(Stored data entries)
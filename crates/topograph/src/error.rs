//! Error types for Topograph operations.
//!
//! [`TopographError`] covers both the build phase (scope discipline,
//! identifier uniqueness, edge references) and the rendering phase
//! (configuration, I/O, external renderer failures).

use std::io;

use thiserror::Error;

use topograph_core::{identifier::Id, semantic::GraphError};

/// The main error type for Topograph operations.
///
/// Build errors are raised synchronously by the offending call, which leaves
/// the session as it was. Nothing invalid is ever handed to a renderer.
#[derive(Debug, Error)]
pub enum TopographError {
    #[error("State error: {0}")]
    State(String),

    #[error("Duplicate identifier `{id}`: already declared as `{existing}`")]
    DuplicateId { id: Id, existing: Id },

    #[error("Invalid identifier `{0}`: identifiers must be non-empty and must not contain `::`")]
    InvalidId(Id),

    #[error("Reference error: `{0}` is not a declared node")]
    Reference(Id),

    #[error("Invalid edge: {0}")]
    InvalidEdge(String),

    #[error("Configuration error: {0}")]
    Config(String),

    #[error("I/O error: {0}")]
    Io(#[from] io::Error),

    #[error("Render error: {0}")]
    Render(#[source] Box<dyn std::error::Error + Send + Sync>),
}

impl TopographError {
    pub(crate) fn state(message: impl Into<String>) -> Self {
        Self::State(message.into())
    }
}

impl From<GraphError> for TopographError {
    fn from(error: GraphError) -> Self {
        match error {
            GraphError::InvalidId(id) => Self::InvalidId(id),
            GraphError::DuplicateNode { id, existing }
            | GraphError::DuplicateCluster { id, existing } => Self::DuplicateId { id, existing },
            GraphError::UnknownNode(id) => Self::Reference(id),
            GraphError::EmptyEdge(_) => Self::InvalidEdge(error.to_string()),
        }
    }
}

impl From<serde_json::Error> for TopographError {
    fn from(error: serde_json::Error) -> Self {
        Self::Render(Box::new(error))
    }
}

#[cfg(test)]
mod tests {
    use super::*;

    #[test]
    fn test_duplicate_id_message() {
        let err = TopographError::DuplicateId {
            id: Id::new("nat_a"),
            existing: Id::new("vpc::az_a::nat_a"),
        };

        assert_eq!(
            err.to_string(),
            "Duplicate identifier `nat_a`: already declared as `vpc::az_a::nat_a`"
        );
    }

    #[test]
    fn test_reference_message() {
        let err = TopographError::Reference(Id::new("z"));
        assert_eq!(err.to_string(), "Reference error: `z` is not a declared node");
    }

    #[test]
    fn test_io_conversion() {
        let err: TopographError = io::Error::new(io::ErrorKind::NotFound, "missing").into();
        assert!(matches!(err, TopographError::Io(_)));
    }

    #[test]
    fn test_render_keeps_source() {
        let cause = io::Error::new(io::ErrorKind::NotFound, "dot: command not found");
        let err = TopographError::Render(Box::new(cause));

        let source = std::error::Error::source(&err).unwrap();
        assert_eq!(source.to_string(), "dot: command not found");
    }

    #[test]
    fn test_graph_error_conversion() {
        let err: TopographError = GraphError::UnknownNode(Id::new("ghost")).into();
        assert!(matches!(err, TopographError::Reference(id) if id == "ghost"));

        let err: TopographError = GraphError::EmptyEdge(2).into();
        assert!(matches!(err, TopographError::InvalidEdge(msg) if msg.contains("#2")));
    }
}
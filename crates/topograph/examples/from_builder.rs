//! Example: Building a graph and printing its structural exports
//!
//! Builds a small ingress path and prints both the adjacency list and the
//! cluster tree as JSON, without invoking any image renderer.

use topograph::{DiagramBuilder, ExportFormat, export, semantic::Direction};

fn main() -> Result<(), Box<dyn std::error::Error>> {
    let builder = DiagramBuilder::default();
    let mut session = builder.begin_graph("Ingress Path", Direction::LeftToRight)?;

    let users = session.add_node("users", "Users", "onprem.client")?;
    let (igw, alb, pods) = {
        let mut account = session.begin_cluster_with_id("account", "AWS Account")?;
        let igw = account.add_node("igw", "Internet Gateway", "aws.network")?;

        let mut vpc = account.begin_cluster_with_id("vpc", "VPC (10.0.0.0/16)")?;
        let alb = vpc.add_node("alb", "Application\nLoad Balancer", "aws.network")?;
        let pods = {
            let mut workloads = vpc.begin_cluster("Kubernetes Workloads")?;
            workloads.add_node("pods", "Application Pods", "k8s.compute")?
        };
        (igw, alb, pods)
    };

    session.add_chain([users, igw, alb], None)?;
    session.add_edge([alb], [pods], Some("http"))?;
    let graph = session.end_graph()?;

    for format in [ExportFormat::AdjacencyList, ExportFormat::Tree] {
        println!("# {format}");
        println!("{}", serde_json::to_string_pretty(&export(&graph, format))?);
    }

    Ok(())
}
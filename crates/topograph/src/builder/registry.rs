//! Flat identifier registry shared by every scope of a session.

use indexmap::IndexMap;
use log::trace;

use topograph_core::identifier::Id;

use crate::error::TopographError;

/// What an identifier was registered as.
#[derive(Debug, Clone, Copy, PartialEq, Eq)]
pub(super) enum EntityKind {
    Node,
    Cluster,
}

#[derive(Debug, Clone, Copy)]
struct Registration {
    kind: EntityKind,
    path: Id,
}

/// Maps every identifier declared in a session to its kind and
/// fully-qualified path, in declaration order.
///
/// Uniqueness is checked here at insertion time so that a collision is
/// reported by the call that caused it. Caller-chosen identifiers of nodes
/// and clusters share one namespace. Identifiers generated for unnamed
/// clusters live in a table of their own: they only have to stay clear of
/// other cluster identifiers, so a caller may still name a node `__0`.
#[derive(Debug, Default)]
pub(super) struct Registry {
    entries: IndexMap<Id, Registration>,
    generated: IndexMap<Id, Id>,
}

impl Registry {
    /// Records the caller-chosen `id` under `path`.
    ///
    /// # Errors
    ///
    /// - [`TopographError::InvalidId`] if `id` is empty or contains `::`.
    /// - [`TopographError::DuplicateId`] if `id` is already taken; the
    ///   existing entry is left untouched.
    pub(super) fn register(
        &mut self,
        id: Id,
        kind: EntityKind,
        path: Id,
    ) -> Result<(), TopographError> {
        if !id.is_path_segment() {
            return Err(TopographError::InvalidId(id));
        }

        let existing = match kind {
            EntityKind::Node => self.entries.get(&id).map(|entry| entry.path),
            EntityKind::Cluster => self
                .entries
                .get(&id)
                .map(|entry| entry.path)
                .or_else(|| self.generated.get(&id).copied()),
        };
        if let Some(existing) = existing {
            return Err(TopographError::DuplicateId { id, existing });
        }

        trace!(id = id.to_string(), path = path.to_string(), kind:?; "Registering identifier");
        self.entries.insert(id, Registration { kind, path });
        Ok(())
    }

    /// Picks the first `__n` identifier at or after `*next` that is not
    /// taken, records it as an unnamed cluster under the path built by
    /// `qualify`, and advances `*next` past it.
    pub(super) fn register_generated(
        &mut self,
        next: &mut usize,
        qualify: impl FnOnce(Id) -> Id,
    ) -> Id {
        let mut id = Id::from_anonymous(*next);
        while self.contains(id) {
            *next += 1;
            id = Id::from_anonymous(*next);
        }
        *next += 1;

        let path = qualify(id);
        trace!(id = id.to_string(), path = path.to_string(); "Registering generated cluster identifier");
        self.generated.insert(id, path);
        id
    }

    /// Returns the path of the node registered under `id`.
    ///
    /// Fails with [`TopographError::Reference`] if `id` is unknown or names a
    /// cluster.
    pub(super) fn resolve_node(&self, id: Id) -> Result<Id, TopographError> {
        match self.entries.get(&id) {
            Some(Registration {
                kind: EntityKind::Node,
                path,
            }) => Ok(*path),
            _ => Err(TopographError::Reference(id)),
        }
    }

    pub(super) fn contains(&self, id: Id) -> bool {
        self.entries.contains_key(&id) || self.generated.contains_key(&id)
    }

    pub(super) fn count(&self, kind: EntityKind) -> usize {
        let named = self
            .entries
            .values()
            .filter(|registration| registration.kind == kind)
            .count();
        match kind {
            EntityKind::Node => named,
            EntityKind::Cluster => named + self.generated.len(),
        }
    }
}

#[cfg(test)]
mod tests {
    use super::*;

    #[test]
    fn test_register_and_resolve() {
        let mut registry = Registry::default();
        registry
            .register(Id::new("igw"), EntityKind::Node, Id::new("account::igw"))
            .unwrap();

        assert_eq!(registry.resolve_node(Id::new("igw")).unwrap(), "account::igw");
        assert!(registry.contains(Id::new("igw")));
        assert_eq!(registry.count(EntityKind::Node), 1);
    }

    #[test]
    fn test_duplicate_keeps_existing() {
        let mut registry = Registry::default();
        registry
            .register(Id::new("eks"), EntityKind::Node, Id::new("vpc::eks"))
            .unwrap();

        let err = registry
            .register(Id::new("eks"), EntityKind::Cluster, Id::new("eks"))
            .unwrap_err();

        match err {
            TopographError::DuplicateId { id, existing } => {
                assert_eq!(id, "eks");
                assert_eq!(existing, "vpc::eks");
            }
            other => panic!("Expected DuplicateId, got {other:?}"),
        }
        assert_eq!(registry.resolve_node(Id::new("eks")).unwrap(), "vpc::eks");
        assert_eq!(registry.count(EntityKind::Cluster), 0);
    }

    #[test]
    fn test_cluster_is_not_a_node_reference() {
        let mut registry = Registry::default();
        registry
            .register(Id::new("vpc"), EntityKind::Cluster, Id::new("vpc"))
            .unwrap();

        assert!(matches!(
            registry.resolve_node(Id::new("vpc")),
            Err(TopographError::Reference(_))
        ));
        assert!(matches!(
            registry.resolve_node(Id::new("nowhere")),
            Err(TopographError::Reference(_))
        ));
    }

    #[test]
    fn test_generated_ids_do_not_block_node_names() {
        let mut registry = Registry::default();
        let mut next = 0;
        let generated = registry.register_generated(&mut next, |id| id);

        assert_eq!(generated, "__0");
        assert_eq!(next, 1);
        registry
            .register(Id::new("__0"), EntityKind::Node, Id::new("__0::__0"))
            .unwrap();
        assert_eq!(registry.resolve_node(Id::new("__0")).unwrap(), "__0::__0");

        let err = registry
            .register(Id::new("__0"), EntityKind::Cluster, Id::new("__0"))
            .unwrap_err();
        assert!(matches!(err, TopographError::DuplicateId { .. }));
        assert_eq!(registry.count(EntityKind::Cluster), 1);
    }

    #[test]
    fn test_generated_ids_skip_taken_names() {
        let mut registry = Registry::default();
        registry
            .register(Id::new("__0"), EntityKind::Node, Id::new("__0"))
            .unwrap();
        let mut next = 0;

        assert_eq!(registry.register_generated(&mut next, |id| id), "__1");
        assert_eq!(registry.register_generated(&mut next, |id| id), "__2");
        assert_eq!(next, 3);
    }

    #[test]
    fn test_rejects_path_separator() {
        let mut registry = Registry::default();

        for bad in ["vpc::alb", ""] {
            let err = registry
                .register(Id::new(bad), EntityKind::Node, Id::new(bad))
                .unwrap_err();
            assert!(matches!(err, TopographError::InvalidId(id) if id == bad));
        }
        assert_eq!(registry.count(EntityKind::Node), 0);
    }
}
//! Color values for diagram styling.
//!
//! [`Color`] wraps `DynamicColor` from the color crate so that configuration
//! can accept any CSS color string while renderers receive a normalized
//! `#rrggbb[aa]` value.

use std::{
    fmt,
    hash::{Hash, Hasher},
    str::FromStr,
};

use color::{DynamicColor, Srgb};

/// A parsed CSS color.
#[derive(Clone, Copy, PartialEq, Debug)]
pub struct Color {
    color: DynamicColor,
}

impl Eq for Color {}

impl Hash for Color {
    fn hash<H: Hasher>(&self, state: &mut H) {
        self.to_hex().hash(state);
    }
}

impl Color {
    /// Parses a CSS color string such as `"#ff9900"`, `"rgb(255, 0, 0)"` or `"white"`.
    ///
    /// # Examples
    ///
    /// ```
    /// use topograph_core::color::Color;
    ///
    /// let orange = Color::new("#ff9900").unwrap();
    /// assert_eq!(orange.to_hex(), "#ff9900");
    /// assert!(Color::new("not-a-color").is_err());
    /// ```
    pub fn new(color_str: &str) -> Result<Self, String> {
        DynamicColor::from_str(color_str)
            .map(|color| Self { color })
            .map_err(|err| format!("invalid color `{color_str}`: {err}"))
    }

    /// Returns the color as `#rrggbb`, or `#rrggbbaa` when not fully opaque.
    pub fn to_hex(self) -> String {
        let rgba = self.color.to_alpha_color::<Srgb>().to_rgba8();
        if rgba.a == u8::MAX {
            format!("#{:02x}{:02x}{:02x}", rgba.r, rgba.g, rgba.b)
        } else {
            format!("#{:02x}{:02x}{:02x}{:02x}", rgba.r, rgba.g, rgba.b, rgba.a)
        }
    }

    /// Returns the alpha component between 0.0 and 1.0.
    pub fn alpha(&self) -> f32 {
        self.color.components[3]
    }
}

impl Default for Color {
    fn default() -> Self {
        Self::new("black").expect("'black' is a valid CSS color")
    }
}

impl fmt::Display for Color {
    fn fmt(&self, f: &mut fmt::Formatter<'_>) -> fmt::Result {
        write!(f, "{}", self.color)
    }
}

#[cfg(test)]
mod tests {
    use std::collections::HashSet;

    use super::*;

    #[test]
    fn test_color_new() {
        assert!(Color::new("#ff0000").is_ok());
        assert!(Color::new("steelblue").is_ok());

        let err = Color::new("not-a-color").unwrap_err();
        assert!(err.contains("not-a-color"));
    }

    #[test]
    fn test_to_hex_named() {
        assert_eq!(Color::new("white").unwrap().to_hex(), "#ffffff");
        assert_eq!(Color::new("red").unwrap().to_hex(), "#ff0000");
    }

    #[test]
    fn test_to_hex_translucent() {
        let hex = Color::new("rgba(0, 0, 255, 0.5)").unwrap().to_hex();
        assert_eq!(hex.len(), 9);
        assert!(hex.starts_with("#0000ff"));
    }

    #[test]
    fn test_default_is_black() {
        assert_eq!(Color::default().to_hex(), "#000000");
        assert!((Color::default().alpha() - 1.0).abs() < f32::EPSILON);
    }

    #[test]
    fn test_eq_hash() {
        let mut set = HashSet::new();
        set.insert(Color::new("red").unwrap());

        assert!(set.contains(&Color::new("red").unwrap()));
        assert!(!set.contains(&Color::new("blue").unwrap()));
    }
}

-- What you have to do --
Looking at the data above, write out exactly the lines that start at the one containing "-> Result<(), TopographError>" and end at the one containing "EntityKind::Node => self.entries.get(&id).map(|entry|"; include both and nothing beyond.

-- Written answer --
    ) -> Result<(), TopographError> {
        if !id.is_path_segment() {
            return Err(TopographError::InvalidId(id));
        }

        let existing = match kind {
            EntityKind::Node => self.entries.get(&id).map(|entry| entry.path),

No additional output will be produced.